The copyright case began in 2018 when Nirvana sued Marc Jacobs after the fashion designer were alleged to have used the band’s iconic logo on a t-shirt released as part of their ‘Bootleg Redux Grunge’. However, there were small differences in the two designs, with the clothing item featuring ‘M’ and ‘J’ for eyes rather than the letter ‘X’. Additionally, it featured the word ‘Heaven’ rather than Nirvana, albeit in similar fonts.

In the initial legal document, Nirvana described the Marc Jacobs design as “oppressive, fraudulent, and malicious”. The complaint also said it caused “irreparable injuries” and “threaten[s] to dilute the value of Nirvana’s licenses with its licensees for clothing products.”

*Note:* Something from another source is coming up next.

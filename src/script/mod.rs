pub mod parser;
pub mod types;

pub use parser::{load_script, parse_script};
pub use types::{ScriptError, ScriptResult, Step};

While Marc Jacobs didn’t deny the intentional similarities in the two designs, they claimed it was fair usage because the creator of the Nirvana logo was unknown. They said in 2019: “The apparent absence of any living person with first-hand knowledge of the creation of the allegedly copyrighted work in question, coupled with numerous other deficiencies in the 166 Registration that is the basis for Nirvana’s infringement claim are the basis for the counterclaim asserted.”

In a turn of events, Robert Fisher, a former director of art at Geffen Records, filed a suit himself, claiming that it was him who designed the smiley face logo and that it wasn’t a creation of the late Kurt Cobain as many assumed.

Fisher, who created the album cover for the band’s seminal album Nevermind, said he was the “go-to person for almost all of [Nirvana’s] graphic design needs” upon filing a legal notion in 2020.

The designer later said in an interview with the Los Angeles Times: “Since I drew it, I want to be known as the guy that drew it. It’s as simple as that. I don’t think it’s fair that they try and take out a copyright and say Kurt did it”.

Meanwhile, Fisher’s lawyer told Billboard, “For 30 years now, Nirvana has reaped enormous profits from Mr. Fisher’s works through the sale of a wide range of products. Assisted by a team of lawyers and managers, Nirvana was able to do so without any compensation to Mr. Fisher by falsely claiming authorship and ownership.”

Six years after the legal case began, a settlement was reached between the three parties over the complicated copyright lawsuit on July 9th. At this stage, the details of the agreement have yet to be released, but they have all signed up to a ‘Mediators Proposal’ brought forward by magistrate, Steve Kim. The official settlement agreement is currently being drafted and expected to reach completion by the end of July.